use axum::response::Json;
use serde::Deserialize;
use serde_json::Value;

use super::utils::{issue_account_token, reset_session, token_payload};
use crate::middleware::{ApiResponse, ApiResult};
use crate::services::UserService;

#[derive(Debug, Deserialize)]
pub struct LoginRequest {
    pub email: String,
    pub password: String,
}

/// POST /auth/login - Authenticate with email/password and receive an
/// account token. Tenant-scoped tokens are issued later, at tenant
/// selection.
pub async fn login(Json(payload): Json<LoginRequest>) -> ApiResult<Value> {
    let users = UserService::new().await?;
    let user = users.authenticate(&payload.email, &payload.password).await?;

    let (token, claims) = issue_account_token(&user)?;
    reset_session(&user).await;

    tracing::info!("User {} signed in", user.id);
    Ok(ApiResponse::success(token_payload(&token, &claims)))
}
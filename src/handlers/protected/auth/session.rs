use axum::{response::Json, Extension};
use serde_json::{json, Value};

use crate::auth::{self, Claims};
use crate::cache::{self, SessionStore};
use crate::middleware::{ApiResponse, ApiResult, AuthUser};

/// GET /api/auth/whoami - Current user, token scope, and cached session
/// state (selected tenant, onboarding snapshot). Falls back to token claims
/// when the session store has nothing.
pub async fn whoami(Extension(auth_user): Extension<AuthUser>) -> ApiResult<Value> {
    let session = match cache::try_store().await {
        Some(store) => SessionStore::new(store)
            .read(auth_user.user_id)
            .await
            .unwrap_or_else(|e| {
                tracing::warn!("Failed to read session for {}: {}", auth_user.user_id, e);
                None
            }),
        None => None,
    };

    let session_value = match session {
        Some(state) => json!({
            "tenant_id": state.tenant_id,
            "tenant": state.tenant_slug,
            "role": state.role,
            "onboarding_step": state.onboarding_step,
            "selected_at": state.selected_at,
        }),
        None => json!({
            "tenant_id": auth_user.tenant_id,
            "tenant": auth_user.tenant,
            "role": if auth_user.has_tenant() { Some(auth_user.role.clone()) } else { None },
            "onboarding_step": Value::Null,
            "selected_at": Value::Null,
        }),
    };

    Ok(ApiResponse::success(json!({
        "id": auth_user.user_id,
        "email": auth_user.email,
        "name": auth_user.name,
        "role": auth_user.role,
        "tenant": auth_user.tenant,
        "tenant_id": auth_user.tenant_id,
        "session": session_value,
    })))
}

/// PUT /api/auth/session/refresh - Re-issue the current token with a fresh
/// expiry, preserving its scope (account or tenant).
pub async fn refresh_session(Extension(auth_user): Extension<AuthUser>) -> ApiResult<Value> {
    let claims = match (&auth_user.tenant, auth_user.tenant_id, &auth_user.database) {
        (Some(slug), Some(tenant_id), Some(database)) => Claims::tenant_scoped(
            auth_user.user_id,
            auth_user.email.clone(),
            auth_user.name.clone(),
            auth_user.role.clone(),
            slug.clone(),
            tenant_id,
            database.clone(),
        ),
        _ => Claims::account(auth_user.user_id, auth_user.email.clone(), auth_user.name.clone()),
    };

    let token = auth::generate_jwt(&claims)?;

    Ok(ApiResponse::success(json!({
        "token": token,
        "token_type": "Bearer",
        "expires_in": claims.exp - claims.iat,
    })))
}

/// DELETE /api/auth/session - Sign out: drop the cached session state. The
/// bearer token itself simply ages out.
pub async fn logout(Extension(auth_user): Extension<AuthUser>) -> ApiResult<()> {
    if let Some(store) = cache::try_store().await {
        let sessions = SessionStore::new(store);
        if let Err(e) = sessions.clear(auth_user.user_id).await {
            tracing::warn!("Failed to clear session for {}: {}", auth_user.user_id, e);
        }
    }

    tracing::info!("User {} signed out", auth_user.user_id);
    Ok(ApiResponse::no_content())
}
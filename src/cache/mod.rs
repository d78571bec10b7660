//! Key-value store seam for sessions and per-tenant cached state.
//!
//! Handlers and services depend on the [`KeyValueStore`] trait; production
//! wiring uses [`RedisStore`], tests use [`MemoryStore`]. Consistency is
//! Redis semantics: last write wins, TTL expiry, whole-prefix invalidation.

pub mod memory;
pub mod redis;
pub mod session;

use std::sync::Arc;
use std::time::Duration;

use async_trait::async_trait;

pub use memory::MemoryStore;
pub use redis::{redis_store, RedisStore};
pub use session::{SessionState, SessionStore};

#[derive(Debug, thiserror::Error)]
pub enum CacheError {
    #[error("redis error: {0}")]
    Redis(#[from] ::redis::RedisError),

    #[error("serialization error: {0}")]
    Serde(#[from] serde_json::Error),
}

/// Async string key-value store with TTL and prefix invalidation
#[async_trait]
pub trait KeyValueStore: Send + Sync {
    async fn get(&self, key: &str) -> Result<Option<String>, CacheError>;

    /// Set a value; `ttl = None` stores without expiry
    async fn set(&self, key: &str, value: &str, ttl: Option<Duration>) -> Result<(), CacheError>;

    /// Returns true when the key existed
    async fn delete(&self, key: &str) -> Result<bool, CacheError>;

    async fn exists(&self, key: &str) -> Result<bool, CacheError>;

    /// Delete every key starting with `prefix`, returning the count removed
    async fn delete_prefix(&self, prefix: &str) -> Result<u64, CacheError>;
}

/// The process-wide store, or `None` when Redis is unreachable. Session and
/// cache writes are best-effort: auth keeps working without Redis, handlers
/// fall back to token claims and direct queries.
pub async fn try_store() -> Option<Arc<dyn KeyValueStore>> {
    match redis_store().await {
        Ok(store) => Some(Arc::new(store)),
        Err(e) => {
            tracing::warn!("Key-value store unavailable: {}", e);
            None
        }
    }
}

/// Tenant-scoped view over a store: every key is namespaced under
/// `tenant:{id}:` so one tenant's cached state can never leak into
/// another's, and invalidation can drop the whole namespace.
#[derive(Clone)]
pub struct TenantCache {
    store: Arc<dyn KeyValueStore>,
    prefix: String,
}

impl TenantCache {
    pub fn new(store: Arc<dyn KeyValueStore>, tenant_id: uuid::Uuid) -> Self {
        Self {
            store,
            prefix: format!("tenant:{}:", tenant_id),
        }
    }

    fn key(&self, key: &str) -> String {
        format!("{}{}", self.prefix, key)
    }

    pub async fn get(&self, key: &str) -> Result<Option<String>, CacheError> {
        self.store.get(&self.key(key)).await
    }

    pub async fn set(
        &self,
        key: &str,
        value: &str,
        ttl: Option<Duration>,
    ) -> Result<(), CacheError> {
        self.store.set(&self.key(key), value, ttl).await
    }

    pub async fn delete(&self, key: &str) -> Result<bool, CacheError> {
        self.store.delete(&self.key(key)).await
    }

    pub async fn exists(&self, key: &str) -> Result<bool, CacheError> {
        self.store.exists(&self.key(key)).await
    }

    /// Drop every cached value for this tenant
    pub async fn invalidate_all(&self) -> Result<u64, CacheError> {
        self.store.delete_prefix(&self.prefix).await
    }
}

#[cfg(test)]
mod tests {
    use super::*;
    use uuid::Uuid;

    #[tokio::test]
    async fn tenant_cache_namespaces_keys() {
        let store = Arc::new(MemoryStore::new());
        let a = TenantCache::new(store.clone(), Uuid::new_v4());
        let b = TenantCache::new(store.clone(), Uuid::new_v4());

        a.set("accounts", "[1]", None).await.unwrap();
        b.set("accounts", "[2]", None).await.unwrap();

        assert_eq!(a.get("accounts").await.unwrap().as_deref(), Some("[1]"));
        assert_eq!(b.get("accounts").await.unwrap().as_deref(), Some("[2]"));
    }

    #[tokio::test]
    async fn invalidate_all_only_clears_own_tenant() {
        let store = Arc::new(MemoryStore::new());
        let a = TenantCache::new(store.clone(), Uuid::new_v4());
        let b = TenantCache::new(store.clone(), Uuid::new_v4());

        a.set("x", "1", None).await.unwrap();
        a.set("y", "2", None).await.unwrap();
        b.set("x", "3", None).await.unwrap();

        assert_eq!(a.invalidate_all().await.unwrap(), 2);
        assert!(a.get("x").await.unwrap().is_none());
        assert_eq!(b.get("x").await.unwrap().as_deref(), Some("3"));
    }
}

______

• **Problem description**
All that is wanted is a faithful reproduction of the line above with "pub async fn exists(&self, key: &str)", the line with "async fn invalidate_all_only_clears_own_tenant()", and every line in between.

• **Answer for this exercise**
    pub async fn exists(&self, key: &str) -> Result<bool, CacheError> {
        self.store.exists(&self.key(key)).await
    }

    /// Drop every cached value for this tenant
    pub async fn invalidate_all(&self) -> Result<u64, CacheError> {
        self.store.delete_prefix(&self.prefix).await
    }
}

#[cfg(test)]
mod tests {
    use super::*;
    use uuid::Uuid;

    #[tokio::test]
    async fn tenant_cache_namespaces_keys() {
        let store = Arc::new(MemoryStore::new());
        let a = TenantCache::new(store.clone(), Uuid::new_v4());
        let b = TenantCache::new(store.clone(), Uuid::new_v4());

        a.set("accounts", "[1]", None).await.unwrap();
        b.set("accounts", "[2]", None).await.unwrap();

        assert_eq!(a.get("accounts").await.unwrap().as_deref(), Some("[1]"));
        assert_eq!(b.get("accounts").await.unwrap().as_deref(), Some("[2]"));
    }

    #[tokio::test]
    async fn invalidate_all_only_clears_own_tenant() {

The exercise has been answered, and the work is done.